Sam Bacile, desmascarou-se em menos de dois dias, é o pseudônimo de um californiano de 55 anos chamado Nakoula Basseley Nakoula. Não é um agente imobiliário israelense, estabelecido em Los Angeles, como se acreditava que Bacile fosse, mas um cristão copta, visceralmente anti-islâmico, julgado e preso por várias falcatruas financeiras. No set de filmagem, apresentava-se como egípcio e falava árabe, conforme testemunhos recolhidos por dois incansáveis repórteres da Associated Press, Gillian Flaccus e Stephen Braun, responsáveis pelo desvendamento da misteriosa encrenca.

Ainda oculto pelo nome falso, Nakoula conversara por telefone com a reportagem do Wall Street Journal, que engoliu a cascata de que ele estava foragido. Ninguém do ramo imobiliário e da indústria de cinema ouvira falar em "Sam Bacile"; o serviço secreto de Israel, tampouco. Suspeitou-se, por algumas horas, que por trás da enigmática figura estivesse o pastor evangélico Terry Jones (aquele que há dois anos andou queimando exemplares do Alcorão e, meses atrás, prometeu exibir o trailer de Inocência dos Muçulmanos em seu templo, em Gainesville, na Flórida) ou o islamofóbico histórico Morris Sadek, copta egípcio radicado na Califórnia.

As pistas ainda estavam desencontradas quando surgiu uma nova incógnita: Steve Klein, securitário de Hemer (Califórnia) e veterano da Guerra do Vietnã conhecido no Estado por suas manifestações contra o Islã e o aborto em escolas, agremiações e até pelo microfone amigo de uma rádio cristã do Oriente Médio. Klein apresentou-se ao site da revista The Atlantic como consultor de "Bacile" na produção do filme, e confirmou: "Não é seu verdadeiro nome, nem ele é israelense". Revelou ainda ter-lhe lembrado do que aconteceu com o holandês Theo van Gogh, assassinado por um militante islâmico em 2004 por causa de um filme sobre abusos do Islã.

Pelo número do telefone de "Sam Bacile", os dois citados repórteres da AP chegaram a Nakoula, perto de Los Angeles, e descobriram que ele não se limitara a dar apoio logístico à produção do filme. Nakoula havia produzido e dirigido Inocência dos Muçulmanos, filmado nos arredores de Los Angeles durante três meses no verão de 2011, com 59 atores e 45 técnicos, ao custo de US$ 5 milhões, que teriam sido doados por mais de uma centena de judeus americanos.
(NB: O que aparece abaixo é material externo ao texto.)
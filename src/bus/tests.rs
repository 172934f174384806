#![cfg(test)]

use std::collections::HashSet;
use std::sync::{Arc, Mutex};
use std::time::Duration;

use async_trait::async_trait;
use chrono::{DateTime, TimeZone, Utc};
use tokio::sync::broadcast;
use tokio::time::sleep;

use super::*;
use crate::metrics::{MetricSet, MetricValue, Snapshot};
use crate::store::{SnapshotStore, StoreOptions};

fn at(secs: i64) -> DateTime<Utc> {
    Utc.timestamp_opt(secs, 0).unwrap()
}

fn snapshot(secs: i64) -> Snapshot {
    let mut metrics = MetricSet::new();
    metrics.insert("cpu".to_string(), MetricValue::Percentage(42.5));
    metrics.insert("io_wait".to_string(), MetricValue::Integer(3));
    Snapshot::new(at(secs), "query_stats", metrics)
}

#[derive(Clone, Copy, Debug, PartialEq)]
enum Behaviour {
    Accept,
    Slow(Duration),
    Fail,
    Gone,
}

struct Recorder {
    name: String,
    behaviour: Mutex<Behaviour>,
    fail_bootstrap: bool,
    initial: Mutex<Vec<Vec<DateTime<Utc>>>>,
    incremental: Mutex<Vec<DateTime<Utc>>>,
}

impl Recorder {
    fn new(name: &str) -> Arc<Self> {
        Self::build(name, Behaviour::Accept, false)
    }

    fn build(name: &str, behaviour: Behaviour, fail_bootstrap: bool) -> Arc<Self> {
        Arc::new(Recorder {
            name: name.to_string(),
            behaviour: Mutex::new(behaviour),
            fail_bootstrap,
            initial: Mutex::new(Vec::new()),
            incremental: Mutex::new(Vec::new()),
        })
    }

    fn set(&self, behaviour: Behaviour) {
        *self.behaviour.lock().unwrap() = behaviour;
    }

    fn initial(&self) -> Vec<Vec<DateTime<Utc>>> {
        self.initial.lock().unwrap().clone()
    }

    fn incremental(&self) -> Vec<DateTime<Utc>> {
        self.incremental.lock().unwrap().clone()
    }
}

#[async_trait]
impl Subscriber for Recorder {
    fn name(&self) -> &str {
        &self.name
    }

    async fn load_initial(&self, history: &[Snapshot]) -> Result<(), SubscriberError> {
        if self.fail_bootstrap {
            return Err(SubscriberError::Failed("cannot render".to_string()));
        }
        self.initial
            .lock()
            .unwrap()
            .push(history.iter().map(Snapshot::timestamp).collect());
        Ok(())
    }

    async fn append_incremental(&self, snapshot: &Snapshot) -> Result<(), SubscriberError> {
        let behaviour = *self.behaviour.lock().unwrap();
        match behaviour {
            Behaviour::Accept => {}
            Behaviour::Slow(delay) => sleep(delay).await,
            Behaviour::Fail => return Err(SubscriberError::Failed("queue full".to_string())),
            Behaviour::Gone => return Err(SubscriberError::Permanent("closed".to_string())),
        }
        self.incremental.lock().unwrap().push(snapshot.timestamp());
        Ok(())
    }
}

fn coordinator_with(options: CoordinatorOptions) -> Arc<Coordinator> {
    let store = SnapshotStore::open_in_memory(StoreOptions::default()).unwrap();
    Arc::new(Coordinator::new(store, options))
}

fn coordinator() -> Arc<Coordinator> {
    coordinator_with(CoordinatorOptions {
        subscriber_timeout: Duration::from_millis(200),
        gap_threshold: None,
    })
}

fn drain(events: &mut broadcast::Receiver<PipelineEvent>) -> Vec<PipelineEvent> {
    let mut out = Vec::new();
    while let Ok(event) = events.try_recv() {
        out.push(event);
    }
    out
}

#[tokio::test]
async fn new_snapshot_is_persisted_and_delivered_once() {
    let coordinator = coordinator();
    let gui = Recorder::new("gui");
    let id = coordinator
        .subscribe(gui.clone(), Capability::Both)
        .await
        .unwrap();

    let delivery = coordinator.on_new_snapshot(snapshot(60)).await.unwrap();

    assert_eq!(
        delivery,
        Delivery::Persisted {
            notified: 1,
            skipped: 0
        }
    );
    assert_eq!(gui.initial(), vec![Vec::<DateTime<Utc>>::new()]);
    assert_eq!(gui.incremental(), vec![at(60)]);
    assert_eq!(coordinator.store().count().unwrap(), 1);

    let record = coordinator.subscription(id).unwrap();
    assert_eq!(record.state, SubscriberState::Live);
    assert_eq!(record.last_delivered_timestamp, Some(at(60)));
    assert_eq!(record.delivered_count, 1);
    assert!(!record.degraded);
}

#[tokio::test]
async fn late_subscriber_gets_history_then_only_new_snapshots() {
    let coordinator = coordinator();
    coordinator.on_new_snapshot(snapshot(10)).await.unwrap();
    coordinator.on_new_snapshot(snapshot(20)).await.unwrap();

    let gui = Recorder::new("gui");
    let id = coordinator
        .subscribe(gui.clone(), Capability::Both)
        .await
        .unwrap();
    assert_eq!(
        coordinator.subscription(id).unwrap().last_delivered_timestamp,
        Some(at(20))
    );

    coordinator.on_new_snapshot(snapshot(30)).await.unwrap();

    assert_eq!(gui.initial(), vec![vec![at(10), at(20)]]);
    assert_eq!(gui.incremental(), vec![at(30)]);
}

#[tokio::test]
async fn duplicate_snapshot_is_not_redelivered() {
    let coordinator = coordinator();
    let mut events = coordinator.events().subscribe();
    let gui = Recorder::new("gui");
    coordinator
        .subscribe(gui.clone(), Capability::Incremental)
        .await
        .unwrap();

    coordinator.on_new_snapshot(snapshot(60)).await.unwrap();
    let again = coordinator.on_new_snapshot(snapshot(60)).await.unwrap();

    assert_eq!(again, Delivery::Duplicate);
    assert_eq!(gui.incremental(), vec![at(60)]);
    assert_eq!(coordinator.store().count().unwrap(), 1);
    assert!(drain(&mut events)
        .iter()
        .any(|e| matches!(e, PipelineEvent::DuplicateSkipped { .. })));
}

#[tokio::test]
async fn out_of_order_snapshot_is_dropped() {
    let coordinator = coordinator();
    let gui = Recorder::new("gui");
    coordinator
        .subscribe(gui.clone(), Capability::Incremental)
        .await
        .unwrap();

    coordinator.on_new_snapshot(snapshot(120)).await.unwrap();
    let late = coordinator.on_new_snapshot(snapshot(60)).await.unwrap();

    assert_eq!(late, Delivery::OutOfOrder);
    assert_eq!(gui.incremental(), vec![at(120)]);
}

#[tokio::test]
async fn slow_subscriber_is_skipped_without_blocking_others() {
    let coordinator = coordinator();
    let mut events = coordinator.events().subscribe();
    let slow = Recorder::build("slow", Behaviour::Accept, false);
    let fast = Recorder::new("fast");
    let slow_id = coordinator
        .subscribe(slow.clone(), Capability::Incremental)
        .await
        .unwrap();
    coordinator
        .subscribe(fast.clone(), Capability::Incremental)
        .await
        .unwrap();

    coordinator.on_new_snapshot(snapshot(10)).await.unwrap();
    slow.set(Behaviour::Slow(Duration::from_secs(5)));
    let delivery = coordinator.on_new_snapshot(snapshot(20)).await.unwrap();

    assert_eq!(
        delivery,
        Delivery::Persisted {
            notified: 1,
            skipped: 1
        }
    );
    assert_eq!(fast.incremental(), vec![at(10), at(20)]);
    assert_eq!(slow.incremental(), vec![at(10)]);

    let record = coordinator.subscription(slow_id).unwrap();
    assert!(record.degraded);
    assert_eq!(record.last_delivered_timestamp, Some(at(10)));
    assert!(drain(&mut events).iter().any(|e| matches!(
        e,
        PipelineEvent::SubscriberTimeout { subscriber_id, timestamp }
            if *subscriber_id == slow_id && *timestamp == at(20)
    )));

    slow.set(Behaviour::Accept);
    coordinator.on_new_snapshot(snapshot(30)).await.unwrap();
    let record = coordinator.subscription(slow_id).unwrap();
    assert!(!record.degraded);
    assert_eq!(record.last_delivered_timestamp, Some(at(30)));
}

#[tokio::test]
async fn failing_subscriber_is_degraded_but_kept() {
    let coordinator = coordinator();
    let flaky = Recorder::build("flaky", Behaviour::Fail, false);
    let id = coordinator
        .subscribe(flaky.clone(), Capability::Incremental)
        .await
        .unwrap();

    coordinator.on_new_snapshot(snapshot(10)).await.unwrap();
    coordinator.on_new_snapshot(snapshot(20)).await.unwrap();

    let record = coordinator.subscription(id).unwrap();
    assert!(record.degraded);
    assert_eq!(record.consecutive_failures, 2);
    assert_eq!(record.last_delivered_timestamp, None);
}

#[tokio::test]
async fn permanently_failed_subscriber_is_removed() {
    let coordinator = coordinator();
    let mut events = coordinator.events().subscribe();
    let gone = Recorder::build("gone", Behaviour::Gone, false);
    let id = coordinator
        .subscribe(gone.clone(), Capability::Incremental)
        .await
        .unwrap();

    coordinator.on_new_snapshot(snapshot(10)).await.unwrap();

    assert!(coordinator.subscription(id).is_none());
    assert!(drain(&mut events).iter().any(|e| matches!(
        e,
        PipelineEvent::SubscriberRemoved { subscriber_id } if *subscriber_id == id
    )));
    gone.set(Behaviour::Accept);
    coordinator.on_new_snapshot(snapshot(20)).await.unwrap();
    assert!(gone.incremental().is_empty());
}

#[tokio::test]
async fn failed_bootstrap_leaves_subscriber_unregistered() {
    let coordinator = coordinator();
    coordinator.on_new_snapshot(snapshot(10)).await.unwrap();
    let broken = Recorder::build("broken", Behaviour::Accept, true);

    let err = coordinator
        .subscribe(broken.clone(), Capability::Both)
        .await
        .unwrap_err();

    assert!(matches!(err, SubscribeError::Bootstrap { ref name, .. } if name == "broken"));
    assert!(coordinator.subscriptions().is_empty());
    coordinator.on_new_snapshot(snapshot(20)).await.unwrap();
    assert!(broken.incremental().is_empty());
}

#[tokio::test]
async fn bootstrap_only_subscriber_is_not_retained() {
    let coordinator = coordinator();
    coordinator.on_new_snapshot(snapshot(10)).await.unwrap();
    let report = Recorder::new("report");

    coordinator
        .subscribe(report.clone(), Capability::Bootstrap)
        .await
        .unwrap();
    coordinator.on_new_snapshot(snapshot(20)).await.unwrap();

    assert_eq!(report.initial(), vec![vec![at(10)]]);
    assert!(report.incremental().is_empty());
    assert!(coordinator.subscriptions().is_empty());
}

#[tokio::test]
async fn incremental_only_subscriber_skips_history() {
    let coordinator = coordinator();
    coordinator.on_new_snapshot(snapshot(10)).await.unwrap();
    let alerts = Recorder::new("alerts");

    let id = coordinator
        .subscribe(alerts.clone(), Capability::Incremental)
        .await
        .unwrap();
    assert_eq!(coordinator.subscription(id).unwrap().last_delivered_timestamp, None);
    coordinator.on_new_snapshot(snapshot(20)).await.unwrap();

    assert!(alerts.initial().is_empty());
    assert_eq!(alerts.incremental(), vec![at(20)]);
}

#[tokio::test]
async fn unsubscribe_is_idempotent() {
    let coordinator = coordinator();
    let gui = Recorder::new("gui");
    let id = coordinator
        .subscribe(gui.clone(), Capability::Incremental)
        .await
        .unwrap();

    assert!(coordinator.unsubscribe(id));
    assert!(!coordinator.unsubscribe(id));
    assert!(!coordinator.unsubscribe(SubscriberId::new()));

    coordinator.on_new_snapshot(snapshot(10)).await.unwrap();
    assert!(gui.incremental().is_empty());
}

#[tokio::test]
async fn collector_health_round_trip() {
    let coordinator = coordinator();
    let mut events = coordinator.events().subscribe();

    coordinator.on_collector_recovered();
    assert!(drain(&mut events).is_empty());

    coordinator.on_collector_degraded(3);
    let health = coordinator.health();
    assert!(health.degraded);
    assert_eq!(health.consecutive_failed_rounds, 3);
    let since = health.degraded_since;
    assert!(since.is_some());

    coordinator.on_collector_degraded(4);
    assert_eq!(coordinator.health().degraded_since, since);

    coordinator.on_collector_recovered();
    assert_eq!(coordinator.health(), CollectorHealth::default());
    assert_eq!(
        drain(&mut events),
        vec![
            PipelineEvent::CollectorDegraded {
                consecutive_failed_rounds: 3
            },
            PipelineEvent::CollectorDegraded {
                consecutive_failed_rounds: 4
            },
            PipelineEvent::CollectorRecovered,
        ]
    );
}

#[tokio::test]
async fn gap_in_history_is_reported() {
    let coordinator = coordinator_with(CoordinatorOptions {
        subscriber_timeout: Duration::from_millis(200),
        gap_threshold: Some(Duration::from_secs(180)),
    });
    let mut events = coordinator.events().subscribe();

    coordinator.on_new_snapshot(snapshot(0)).await.unwrap();
    coordinator.on_new_snapshot(snapshot(60)).await.unwrap();
    coordinator.on_new_snapshot(snapshot(600)).await.unwrap();

    let gaps: Vec<PipelineEvent> = drain(&mut events)
        .into_iter()
        .filter(|e| matches!(e, PipelineEvent::GapDetected { .. }))
        .collect();
    assert_eq!(
        gaps,
        vec![PipelineEvent::GapDetected {
            source_query: "query_stats".to_string(),
            previous: at(60),
            current: at(600),
        }]
    );
    assert_eq!(coordinator.store().count().unwrap(), 3);
}

#[tokio::test(flavor = "multi_thread", worker_threads = 4)]
async fn subscribing_mid_stream_sees_every_snapshot_once() {
    let coordinator = coordinator();
    let writer = {
        let coordinator = Arc::clone(&coordinator);
        tokio::spawn(async move {
            for secs in 1..=200 {
                coordinator.on_new_snapshot(snapshot(secs)).await.unwrap();
                if secs % 20 == 0 {
                    tokio::task::yield_now().await;
                }
            }
        })
    };

    sleep(Duration::from_millis(1)).await;
    let gui = Recorder::new("gui");
    coordinator
        .subscribe(gui.clone(), Capability::Both)
        .await
        .unwrap();
    writer.await.unwrap();

    let history = gui.initial().concat();
    let incremental = gui.incremental();
    let mut seen: Vec<DateTime<Utc>> = history.iter().chain(incremental.iter()).copied().collect();
    let unique: HashSet<DateTime<Utc>> = seen.iter().copied().collect();
    assert_eq!(unique.len(), seen.len(), "a snapshot was delivered twice");
    seen.sort();
    assert_eq!(seen, (1..=200).map(at).collect::<Vec<_>>());
    if let (Some(last_history), Some(first_new)) = (history.last(), incremental.first()) {
        assert!(last_history < first_new);
    }
}

#[tokio::test]
async fn snapshots_one_microsecond_apart_are_both_delivered() {
    let coordinator = coordinator();
    let gui = Recorder::new("gui");
    coordinator
        .subscribe(gui.clone(), Capability::Incremental)
        .await
        .unwrap();
    let base = at(100);
    let stamped = |nanos: i64| {
        Snapshot::new(
            base + chrono::Duration::nanoseconds(nanos),
            "query_stats",
            MetricSet::new(),
        )
    };

    let first = coordinator.on_new_snapshot(stamped(1_000)).await.unwrap();
    let second = coordinator.on_new_snapshot(stamped(2_500)).await.unwrap();
    let same_micro = coordinator.on_new_snapshot(stamped(2_900)).await.unwrap();

    assert!(matches!(first, Delivery::Persisted { notified: 1, .. }));
    assert!(matches!(second, Delivery::Persisted { notified: 1, .. }));
    assert_eq!(same_micro, Delivery::Duplicate);
    assert_eq!(
        gui.incremental(),
        vec![
            base + chrono::Duration::microseconds(1),
            base + chrono::Duration::microseconds(2)
        ]
    );
}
A atriz Cindy Lee Garcia, identificada e localizada através de uma agência de casting de Hollywood, confirmou parte da história. O filme, intitulado Desert Warriors (Guerreiros do Deserto) durante as filmagens, não tinha nenhuma conotação religiosa, segundo ela, que confessou ter ficado chocada ao constatar, no YouTube, que haviam dublado suas falas em inglês para o árabe e enfiado Maomé numa intriga cujo vilão não se chamava Muhammad, mas "Master George", um celerado sequestrador de crianças e estuprador de mulheres.

Filmes com mensagens anti-islâmicas não são uma raridade na América pós-11 de Setembro. A Clarion Foundation, criada pelo rabino canadense Raphael Shore, especializou-se nesse tipo de documentiras doutrinárias e vai de vento em popa. Estreou em alto estilo com Obsession, paranoico alerta sobre a guerra que os muçulmanos radicais deflagrariam contra o Ocidente caso Obama se elegesse presidente, distribuído gratuitamente em milhares de domicílios durante a campanha presidencial de 2008.

Anders Breivik, o recém-condenado terrorista de Oslo, menciona Obsession uma dezenas de vezes em seu manifesto islamofóbico. Voltamos às Cruzadas.